Stored data ::
○ ○ ○ ○

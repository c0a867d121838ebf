use anyhow::{bail, Context, Result};
use ragraph::chunk::Document;
use ragraph::config::EngineConfig;
use ragraph::index::MemoryVectorStore;
use ragraph::pipeline::IndexingPipeline;
use ragraph::query::{QueryEngine, RetrievalMethod, RetrievalRequest};
use ragraph::services::{
    AnswerService, EmbeddingService, ExtractionService, RemoteEmbeddingClient, RemoteLlmClient,
    SummarizationService,
};
use std::path::Path;
use std::sync::Arc;

#[tokio::main]
async fn main() -> Result<()> {
    // Initialize tracing
    tracing_subscriber::fmt::init();

    let args: Vec<String> = std::env::args().skip(1).collect();
    if args.len() < 3 {
        bail!(
            "Usage: ragraph <docs_dir> <naiverag|naivegraphrag|garag|graphrag> <query...>\n\
             Configuration is read from RAGRAPH_CONFIG (YAML) when set."
        );
    }
    let docs_dir = &args[0];
    let method: RetrievalMethod = args[1].parse()?;
    let query_text = args[2..].join(" ");

    let config = match std::env::var("RAGRAPH_CONFIG") {
        Ok(path) => EngineConfig::load(&path)
            .with_context(|| format!("Failed to load config from {}", path))?,
        Err(_) => EngineConfig::default(),
    };

    let documents = load_documents(docs_dir)?;
    if documents.is_empty() {
        bail!("No .txt or .md documents found in {}", docs_dir);
    }
    println!("Indexing {} documents from {}", documents.len(), docs_dir);

    let llm = Arc::new(RemoteLlmClient::new(config.llm.clone())?);
    let embedder: Arc<dyn EmbeddingService> =
        Arc::new(RemoteEmbeddingClient::new(config.embedding.clone())?);
    let store = Arc::new(MemoryVectorStore::new());

    let pipeline = IndexingPipeline::new(
        &config,
        llm.clone() as Arc<dyn ExtractionService>,
        llm.clone() as Arc<dyn SummarizationService>,
        embedder.clone(),
        store.clone(),
    );
    let corpus = pipeline.run(&documents).await?;
    println!(
        "Indexed: {} chunks, {} entities, {} relations, {} communities",
        corpus.chunks.len(),
        corpus.graph.node_count(),
        corpus.graph.edge_count(),
        corpus.tree.len()
    );

    let engine = QueryEngine::new(
        embedder,
        store,
        llm as Arc<dyn AnswerService>,
        corpus.chunks.clone(),
        config.index.summary_index.clone(),
        config.index.chunk_index.clone(),
        corpus.max_level(),
        config.query,
        config.retry.policy(),
        config.parallel_limit,
    );

    let request = RetrievalRequest::new(method, query_text);
    let items = engine.retrieve(&request).await?;

    if items.is_empty() {
        println!("No results cleared the confidence cutoff.");
        return Ok(());
    }
    for (rank, item) in items.iter().enumerate() {
        println!("\n#{} (score {:.4})", rank + 1, item.score);
        if let Some(label) = &item.label {
            println!("  [{}]", label);
        }
        println!("  {}", item.text);
        if !item.chunks.is_empty() {
            let refs: Vec<String> = item.chunks.iter().map(|c| c.chunk.to_string()).collect();
            println!("  sources: {}", refs.join(", "));
        }
    }
    Ok(())
}

/// Read every .txt and .md file in `dir` as one document, named after the
/// file stem. Sorted by path so document ids are stable across runs.
fn load_documents(dir: impl AsRef<Path>) -> Result<Vec<Document>> {
    let dir = dir.as_ref();
    let mut paths: Vec<_> = std::fs::read_dir(dir)
        .with_context(|| format!("Failed to read directory {}", dir.display()))?
        .filter_map(|entry| entry.ok().map(|e| e.path()))
        .filter(|path| {
            matches!(
                path.extension().and_then(|e| e.to_str()),
                Some("txt") | Some("md")
            )
        })
        .collect();
    paths.sort();

    let mut documents = Vec::new();
    for path in paths {
        let text = std::fs::read_to_string(&path)
            .with_context(|| format!("Failed to read {}", path.display()))?;
        let id = path
            .file_stem()
            .and_then(|s| s.to_str())
            .unwrap_or("document")
            .to_string();
        documents.push(Document::new(id, text));
    }
    Ok(documents)
}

○ ○ ○ ○

Exercise brief ::
The answer should be all the entries, restated with no word changed.

Reply to the task ::
repository c0a867d121838ebf
use anyhow::{bail, Context, Result};
use ragraph::chunk::Document;
use ragraph::config::EngineConfig;
use ragraph::index::MemoryVectorStore;
use ragraph::pipeline::IndexingPipeline;
use ragraph::query::{QueryEngine, RetrievalMethod, RetrievalRequest};
use ragraph::services::{
    AnswerService, EmbeddingService, ExtractionService, RemoteEmbeddingClient, RemoteLlmClient,
    SummarizationService,
};
use std::path::Path;
use std::sync::Arc;

#[tokio::main]
async fn main() -> Result<()> {
    // Initialize tracing
    tracing_subscriber::fmt::init();

    let args: Vec<String> = std::env::args().skip(1).collect();
    if args.len() < 3 {
        bail!(
            "Usage: ragraph <docs_dir> <naiverag|naivegraphrag|garag|graphrag> <query...>\n\
             Configuration is read from RAGRAPH_CONFIG (YAML) when set."
        );
    }
    let docs_dir = &args[0];
    let method: RetrievalMethod = args[1].parse()?;
    let query_text = args[2..].join(" ");

    let config = match std::env::var("RAGRAPH_CONFIG") {
        Ok(path) => EngineConfig::load(&path)
            .with_context(|| format!("Failed to load config from {}", path))?,
        Err(_) => EngineConfig::default(),
    };

    let documents = load_documents(docs_dir)?;
    if documents.is_empty() {
        bail!("No .txt or .md documents found in {}", docs_dir);
    }
    println!("Indexing {} documents from {}", documents.len(), docs_dir);

    let llm = Arc::new(RemoteLlmClient::new(config.llm.clone())?);
    let embedder: Arc<dyn EmbeddingService> =
        Arc::new(RemoteEmbeddingClient::new(config.embedding.clone())?);
    let store = Arc::new(MemoryVectorStore::new());

    let pipeline = IndexingPipeline::new(
        &config,
        llm.clone() as Arc<dyn ExtractionService>,
        llm.clone() as Arc<dyn SummarizationService>,
        embedder.clone(),
        store.clone(),
    );
    let corpus = pipeline.run(&documents).await?;
    println!(
        "Indexed: {} chunks, {} entities, {} relations, {} communities",
        corpus.chunks.len(),
        corpus.graph.node_count(),
        corpus.graph.edge_count(),
        corpus.tree.len()
    );

    let engine = QueryEngine::new(
        embedder,
        store,
        llm as Arc<dyn AnswerService>,
        corpus.chunks.clone(),
        config.index.summary_index.clone(),
        config.index.chunk_index.clone(),
        corpus.max_level(),
        config.query,
        config.retry.policy(),
        config.parallel_limit,
    );

    let request = RetrievalRequest::new(method, query_text);
    let items = engine.retrieve(&request).await?;

    if items.is_empty() {
        println!("No results cleared the confidence cutoff.");
        return Ok(());
    }
    for (rank, item) in items.iter().enumerate() {
        println!("\n#{} (score {:.4})", rank + 1, item.score);
        if let Some(label) = &item.label {
            println!("  [{}]", label);
        }
        println!("  {}", item.text);
        if !item.chunks.is_empty() {
            let refs: Vec<String> = item.chunks.iter().map(|c| c.chunk.to_string()).collect();
            println!("  sources: {}", refs.join(", "));
        }
    }
    Ok(())
}

/// Read every .txt and .md file in `dir` as one document, named after the
/// file stem. Sorted by path so document ids are stable across runs.
fn load_documents(dir: impl AsRef<Path>) -> Result<Vec<Document>> {
    let dir = dir.as_ref();
    let mut paths: Vec<_> = std::fs::read_dir(dir)
        .with_context(|| format!("Failed to read directory {}", dir.display()))?
        .filter_map(|entry| entry.ok().map(|e| e.path()))
        .filter(|path| {
            matches!(
                path.extension().and_then(|e| e.to_str()),
                Some("txt") | Some("md")
            )
        })
        .collect();
    paths.sort();

    let mut documents = Vec::new();
    for path in paths {
        let text = std::fs::read_to_string(&path)
            .with_context(|| format!("Failed to read {}", path.display()))?;
        let id = path
            .file_stem()
            .and_then(|s| s.to_str())
            .unwrap_or("document")
            .to_string();
        documents.push(Document::new(id, text));
    }
    Ok(documents)
}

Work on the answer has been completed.